The National Science Foundation (NSF) started to require a data management plan for each new proposal. The data management plan will require investigators to make their data (including figures, tables, and code) available to encourage collaboration. An excellent idea! They specifically mention that investigators are required to document their data–not just make it available–so that others could use it, thus creating new opportunities for scientific research. NSF’s data management plan is similar to NIH’s public access plan, which requires that publications from NIH-funded research are publicly available through Pubmed Central with twelve months of publication.
The research world is moving toward a place where investigators are required to share data and code. I once wrote about my insecurities surrounding sharing my code. While I don’t have insecurities about sharing my data (except trying to find extra time to document data better), I do need to think about creating a system for posting my research materials. I’m not sure what the solution should look like.

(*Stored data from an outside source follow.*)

use dioxus::prelude::*;

use crate::app::pages::Route;
use crate::domain::models::{order_id_of, OrderRecord};

/// Pretty-printed JSON for records whose shape is not interpreted
pub fn format_record(record: &OrderRecord) -> String {
    serde_json::to_string_pretty(record).unwrap_or_else(|_| record.to_string())
}

// One order; links to the detail page when the record carries an `id`
#[component]
pub fn OrderCard(record: OrderRecord) -> Element {
    let body = format_record(&record);

    rsx! {
        div { class: "c-order-card",
            if let Some(order_id) = order_id_of(&record) {
                Link {
                    class: "c-order-card__link",
                    to: Route::OrderDetail { order_id: order_id.clone() },
                    "Order {order_id}"
                }
            }
            pre { class: "c-order-card__body", "{body}" }
        }
    }
}

#[cfg(test)]
mod tests {
    use super::*;
    use serde_json::json;

    #[test]
    fn test_format_record_is_pretty() {
        let formatted = format_record(&json!({ "id": 1 }));
        assert_eq!(formatted, "{\n  \"id\": 1\n}");
    }
}
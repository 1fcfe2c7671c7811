pub mod navbar;

pub use navbar::Navbar;
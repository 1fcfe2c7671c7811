pub mod components;
pub mod layouts;
pub mod pages;

pub use pages::order_routes::App;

What is the best place online for sharing research materials? How should code be stored and formatted? Tables, figures, data, and code have different formats. It’s best if they are all stored (or accessed) in the same location.
My university does not have the best tools for sharing data (at least not that I know of). Just updating my web site is a pain. I use my university’s BlackBoard page for my research group that contains my code, papers, references, slides, and whatever else I get tired of emailing students. However, my BlackBoard site is a closed system that does not allow guests even at my university to have access, so it cannot be used to share data to the public.

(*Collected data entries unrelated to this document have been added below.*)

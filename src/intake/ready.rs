//! Per-policy ready queues.
//!
//! Every admitted record is cloned into one [`Job`] per policy so a policy
//! that mutates its jobs (Round-Robin decrements remaining burst) cannot be
//! observed by any other policy.

use std::collections::VecDeque;

use super::admission::AdmissionReceiver;
use crate::error::Result;
use crate::models::{Job, JobRecord, JobState};
use crate::scheduler::Policy;

/// One independent ready queue per policy, all in admission order.
#[derive(Debug, Clone, Default)]
pub struct ReadyQueueSet {
    queues: Vec<(Policy, VecDeque<Job>)>,
    admitted: usize,
}

impl ReadyQueueSet {
    /// Creates empty queues for the given policies.
    pub fn new(policies: &[Policy]) -> Self {
        Self {
            queues: policies.iter().map(|&p| (p, VecDeque::new())).collect(),
            admitted: 0,
        }
    }

    /// Clones `record` into every queue.
    pub fn admit(&mut self, record: &JobRecord) {
        let seq = self.admitted;
        for (_, queue) in &mut self.queues {
            let mut job = Job::from_record(record, seq);
            job.state = JobState::Ready;
            queue.push_back(job);
        }
        self.admitted += 1;
    }

    /// The ready queue of a policy, if configured.
    pub fn queue(&self, policy: Policy) -> Option<&VecDeque<Job>> {
        self.queues
            .iter()
            .find(|(p, _)| *p == policy)
            .map(|(_, q)| q)
    }

    /// Hands a policy's queue over to its scheduler, leaving it empty.
    pub fn take(&mut self, policy: Policy) -> Option<VecDeque<Job>> {
        self.queues
            .iter_mut()
            .find(|(p, _)| *p == policy)
            .map(|(_, q)| std::mem::take(q))
    }

    /// Number of records admitted so far.
    pub fn admitted(&self) -> usize {
        self.admitted
    }
}

/// Drains the admission queue into a fresh [`ReadyQueueSet`].
///
/// Resolves only after the feed has closed its sender and every buffered
/// record has been distributed, so the returned set is complete.
pub async fn distribute(
    mut receiver: AdmissionReceiver,
    policies: Vec<Policy>,
) -> Result<ReadyQueueSet> {
    let mut ready = ReadyQueueSet::new(&policies);
    while let Some(record) = receiver.take().await? {
        ready.admit(&record);
        tracing::debug!(job_id = record.id, admitted = ready.admitted(), "Job admitted to ready queues");
    }
    tracing::info!(admitted = ready.admitted(), "Distribution complete");
    Ok(ready)
}
//! End-to-end simulation run.
//!
//! Three tasks cooperate:
//!
//! 1. **feed** reads the source and pushes valid records into the
//!    admission queue, then closes it.
//! 2. **distribution** drains the admission queue into one ready queue per
//!    policy. Its join handle resolves to the completed [`ReadyQueueSet`].
//! 3. **scheduling** awaits that handle before running any policy, so no
//!    algorithm can observe a partially populated queue.
//!
//! Results are then ranked by the [`Ranking`] comparator.

use std::path::PathBuf;

use serde::Serialize;

use crate::comparator::Ranking;
use crate::config::SimulationConfig;
use crate::error::{Result, SimError};
use crate::intake::{admission, distribute, FeedReport, JobFeed};
use crate::models::JobRecord;
use crate::scheduler::{AlgorithmResult, Policy, SchedulingEngine};
use crate::validation::validate_config;

/// Where job records come from.
#[derive(Debug, Clone)]
pub enum JobSource {
    /// A job file with one `id, burst, memory` line per job.
    File(PathBuf),
    /// The same line format, already in memory.
    Text(String),
    /// Already-parsed records.
    Records(Vec<JobRecord>),
}

/// Everything one run produced.
#[derive(Debug, Clone, Serialize)]
pub struct SimulationReport {
    pub config: SimulationConfig,
    pub feed: FeedReport,
    /// One result per policy, in lineup order.
    pub results: Vec<AlgorithmResult>,
    pub ranking: Ranking,
}

impl SimulationReport {
    /// Result for a policy, if it was part of the lineup.
    pub fn result(&self, policy: Policy) -> Option<&AlgorithmResult> {
        self.results.iter().find(|r| r.policy == policy)
    }
}

/// A configured simulation.
///
/// # Example
/// ```
/// use cpu_sched::config::SimulationConfig;
/// use cpu_sched::scheduler::Policy;
/// use cpu_sched::simulation::{JobSource, Simulation};
///
/// # #[tokio::main(flavor = "current_thread")]
/// # async fn main() -> cpu_sched::error::Result<()> {
/// let sim = Simulation::new(SimulationConfig::default())?;
/// let report = sim
///     .run(JobSource::Text("1, 24, 10\n2, 3, 5\n3, 3, 5\n".to_string()))
///     .await?;
///
/// assert_eq!(report.ranking.best_waiting, Some(Policy::Sjf));
/// # Ok(())
/// # }
/// ```
#[derive(Debug, Clone)]
pub struct Simulation {
    config: SimulationConfig,
}

impl Simulation {
    /// Validates `config` and creates a simulation.
    pub fn new(config: SimulationConfig) -> Result<Self> {
        validate_config(&config).map_err(|errors| {
            let messages: Vec<String> = errors.iter().map(|e| e.to_string()).collect();
            SimError::InvalidConfig(messages.join("; "))
        })?;
        Ok(Self { config })
    }

    /// Runs intake, all policies and the ranking.
    pub async fn run(&self, source: JobSource) -> Result<SimulationReport> {
        let config = self.config.clone();
        tracing::info!(
            memory_ceiling_mb = config.memory_ceiling_mb,
            max_records = config.max_records,
            quanta = ?config.round_robin_quanta,
            "Starting simulation"
        );

        let (sender, receiver) = admission::channel(config.max_records, config.memory_ceiling_mb);

        let feed = JobFeed::new(&config);
        let feed_task = tokio::spawn(async move {
            match source {
                JobSource::File(path) => feed.feed_file(&path, sender).await,
                JobSource::Text(text) => feed.feed_lines(text.as_bytes(), sender).await,
                JobSource::Records(records) => feed.feed_records(records, sender).await,
            }
        });

        let engine = SchedulingEngine::new(&config);
        let distribution_task = tokio::spawn(distribute(receiver, engine.policies()));

        let scheduling_task = tokio::spawn(async move {
            let ready = distribution_task.await??;
            Ok::<_, SimError>(engine.run_all(ready))
        });

        // Scheduling first: a distribution failure closes the queue, and the
        // feed would otherwise report only the resulting QueueClosed.
        let results = scheduling_task.await??;
        let feed_report = feed_task.await??;

        let ranking = Ranking::from_results(&results);
        tracing::info!(
            best_turnaround = ?ranking.best_turnaround,
            best_waiting = ?ranking.best_waiting,
            "Simulation complete"
        );

        Ok(SimulationReport {
            config,
            feed: feed_report,
            results,
            ranking,
        })
    }
}

#[cfg(test)]
mod tests {
    use super::*;

    #[test]
    fn test_invalid_config_rejected() {
        let err = Simulation::new(SimulationConfig::default().with_quanta(vec![0])).unwrap_err();
        match err {
            SimError::InvalidConfig(msg) => assert!(msg.contains("quantum")),
            other => panic!("unexpected error: {other:?}"),
        }
    }

    #[tokio::test]
    async fn test_run_records() {
        let sim = Simulation::new(SimulationConfig::default()).unwrap();
        let report = sim
            .run(JobSource::Records(vec![JobRecord::new(1, 5, 10)]))
            .await
            .unwrap();

        assert_eq!(report.feed.admitted, 1);
        assert_eq!(report.results.len(), 4);
        let rr3 = report.result(Policy::RoundRobin { quantum: 3 }).unwrap();
        assert_eq!(rr3.timeline.len(), 2);
        assert_eq!(rr3.average_waiting, 0.0);
    }

    #[tokio::test]
    async fn test_source_unavailable_propagates() {
        let sim = Simulation::new(SimulationConfig::default()).unwrap();
        let err = sim
            .run(JobSource::File(PathBuf::from("/nonexistent/cpu-sched/job.txt")))
            .await
            .unwrap_err();
        assert!(matches!(err, SimError::SourceUnavailable { .. }));
    }
}
//! Job intake pipeline.
//!
//! ```text
//! job source ──▶ JobFeed ──▶ AdmissionQueue ──▶ distribute ──▶ ReadyQueueSet
//!                (validate)   (bounded, gated)                (one queue per policy)
//! ```
//!
//! The feed is the sole producer. [`distribute`] is the sole consumer and
//! resolves only once the feed has closed and the queue is drained, which
//! is the signal that every ready queue is complete.

pub mod admission;
mod feed;
mod ready;

pub use admission::{AdmissionReceiver, AdmissionSender};
pub use feed::{FeedReport, JobFeed};
pub use ready::{distribute, ReadyQueueSet};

Dropbox may be a good place to store many documents, given that a separate page links to all of the stored data, although I am loathe to use my precious Dropbox space for storing data. Slideshare and Scribd are good places for sharing slides and technical reports, respectively. Code can be zipped and uploaded elsewhere. But having to store each type of file in a different account on a different site would not exactly facilitate sharing information with others (and no fun for me to keep track of all the different logins and passwords), but I could create a Google Sites page to manage the information so that it can be accessed from a single page.
How do you share your data? How do you find time to document your data?
March 16th, 2011 at 6:24 pm
I currently store my data (of which there is very little) on my personal university web site. Documentation is essentially chopping a description out of the corresponding publication and converting it to HTML or plain text (the latter stored as a README in the zip archive). Visibility (or lack thereof) to search engines aside, I’m not sure how long it will outlive my employment. So I’m waiting to see if a professional society (INFORMS) or some other entity with high survivability offers up free hosting of research data (and code).
In my case, there’s some old (and probably useless) code involved, so perhaps I could justify creating a project at SourceForge, GitHub or similar and plant it there.
March 18th, 2011 at 1:06 pm
Hi Dr. McLay,
I have started storing my data in XML format.
The drawbacks of using XML are 1) that you have to know a little about the XML language, 2) it is a little more work to put the data in this format, and 3) large XML datasets take up a lot of memory.
The benefits of using XML are: 1) XML is widely used (e.g., HTML and RSS are based on XML) and therefore that are a lot of packages for using XML with C/C++/Java/etc., 2) XML is easy to document using XML schema of XML Document Type Definitions (DTDs), 3) it would be easy to standardize for particular problems (e.g., I don’t think it would be hard to create a XML Schema or XML DTD for shortest path problem datasets).
University of Arkansas
March 20th, 2011 at 1:39 pm
Google just launched a service similar to Google Docs but for data.